Ron Whitehead est depuis des décennies un activiste de la scène culturelle de Louisville, la grande ville du Kentucky, un État du sud-est des États-Unis, dont il est originaire. Il a publié une trentaine de livres. Son oeuvre a été saluée par de nombreux écrivains américains, à commencer par Hunter S. Thompson, l’auteur de Las Vegas parano, inventeur du journalisme Gonzo et originaire lui aussi du Kentucky: « J'ai depuis longtemps admiré Ron Whitehead.

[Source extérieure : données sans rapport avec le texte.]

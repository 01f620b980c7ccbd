//! Per-round collateral escrow and transfer planning.

use chrono::{DateTime, Utc};
use serde::{Deserialize, Serialize};
use tracing::debug;

use parlaypool_common::{Amount, PoolError, Result, RoundIndex};
use parlaypool_ledger::{CollateralLedger, JournalBatch, LedgerAccount, Transfer};

use crate::normalization::{to_internal_units, to_native_units, to_native_units_exact};

/// Collateral escrow belonging to one round.
///
/// The balance lives on the ledger; the pool itself only tracks the payout
/// liability of the tickets it funds.
#[derive(Debug, Clone, Serialize, Deserialize)]
pub struct RoundPool {
    round: RoundIndex,
    account: LedgerAccount,
    outstanding_exposure: Amount,
    created_at: DateTime<Utc>,
}

impl RoundPool {
    /// Create the pool for `round`.
    pub fn new(round: RoundIndex, created_at: DateTime<Utc>) -> Self {
        Self {
            round,
            account: LedgerAccount::RoundPool(round),
            outstanding_exposure: Amount::ZERO,
            created_at,
        }
    }

    pub fn round(&self) -> RoundIndex {
        self.round
    }

    /// Ledger account holding the pool's collateral.
    pub fn account(&self) -> &LedgerAccount {
        &self.account
    }

    pub fn created_at(&self) -> DateTime<Utc> {
        self.created_at
    }

    /// Sum of reserved payouts of the pool's unexercised tickets.
    pub fn outstanding_exposure(&self) -> Amount {
        self.outstanding_exposure
    }

    /// Collateral currently held, in internal units.
    pub fn balance(&self, ledger: &dyn CollateralLedger) -> Result<Amount> {
        to_internal_units(
            ledger.balance_of(&self.account),
            ledger.collateral().decimals(),
        )
    }

    /// Balance not backing reserved payouts.
    pub fn free_liquidity(&self, ledger: &dyn CollateralLedger) -> Result<Amount> {
        Ok(self.balance(ledger)?.saturating_sub(self.outstanding_exposure))
    }

    /// Reserve `payout` as a contingent liability.
    pub fn reserve(&mut self, payout: Amount) -> Result<()> {
        self.outstanding_exposure = self.outstanding_exposure.try_add(payout)?;
        debug!(round = %self.round, payout = %payout, exposure = %self.outstanding_exposure, "Payout reserved");
        Ok(())
    }

    /// Release a previously reserved payout.
    pub fn release(&mut self, payout: Amount) -> Result<()> {
        self.outstanding_exposure = self.outstanding_exposure.try_sub(payout).map_err(|_| {
            PoolError::InvalidAmount(format!(
                "release of {} exceeds exposure {} in round {}",
                payout, self.outstanding_exposure, self.round
            ))
        })?;
        Ok(())
    }
}

/// Builder for a ledger batch expressed in internal units.
///
/// Each transfer is converted to native units when planned and reports the
/// internal amount that will actually move.
#[derive(Debug, Clone)]
pub struct TransferPlan {
    batch: JournalBatch,
    decimals: u32,
}

impl TransferPlan {
    /// Create an empty plan for a collateral with `decimals` precision.
    pub fn new(reference: impl Into<String>, decimals: u32) -> Self {
        Self {
            batch: JournalBatch::new(reference),
            decimals,
        }
    }

    /// Plan against the ledger's collateral.
    pub fn for_ledger(reference: impl Into<String>, ledger: &dyn CollateralLedger) -> Self {
        Self::new(reference, ledger.collateral().decimals())
    }

    /// Add a transfer of `amount` rounded down to native precision.
    /// Returns the internal amount that will move.
    pub fn transfer(
        &mut self,
        from: LedgerAccount,
        to: LedgerAccount,
        amount: Amount,
        memo: &str,
    ) -> Result<Amount> {
        let native = to_native_units(amount, self.decimals)?;
        let moved = to_internal_units(native, self.decimals)?;
        self.batch.add_transfer(Transfer::new(from, to, native, memo));
        Ok(moved)
    }

    /// Add a transfer that must be exactly representable in native units.
    pub fn transfer_exact(
        &mut self,
        from: LedgerAccount,
        to: LedgerAccount,
        amount: Amount,
        memo: &str,
    ) -> Result<Amount> {
        let native = to_native_units_exact(amount, self.decimals)?;
        self.batch.add_transfer(Transfer::new(from, to, native, memo));
        Ok(amount)
    }

    /// Whether the plan moves nothing.
    pub fn is_empty(&self) -> bool {
        self.batch.is_empty()
    }

    /// Commit the plan to `ledger` in one atomic batch.
    pub fn commit(self, ledger: &dyn CollateralLedger) -> Result<()> {
        ledger.commit(self.batch).map(|_| ())
    }

    pub fn into_batch(self) -> JournalBatch {
        self.batch
    }
}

Il est fou comme neuf huards, et sa poésie est un mélange éblouissant de sagesse populaire et de mathématiques pures. »
Lawrence Ferlinghetti, l’éditeur de San Francisco, était également très élogieux: « Ron Whitehead est un vrai visionnaire. Ron Whitehead, là-bas dans le Kentucky, sème les dents du dragon d'un nouvel héroïsme. Ron Whitehead est un bodhisattva du Kentucky. »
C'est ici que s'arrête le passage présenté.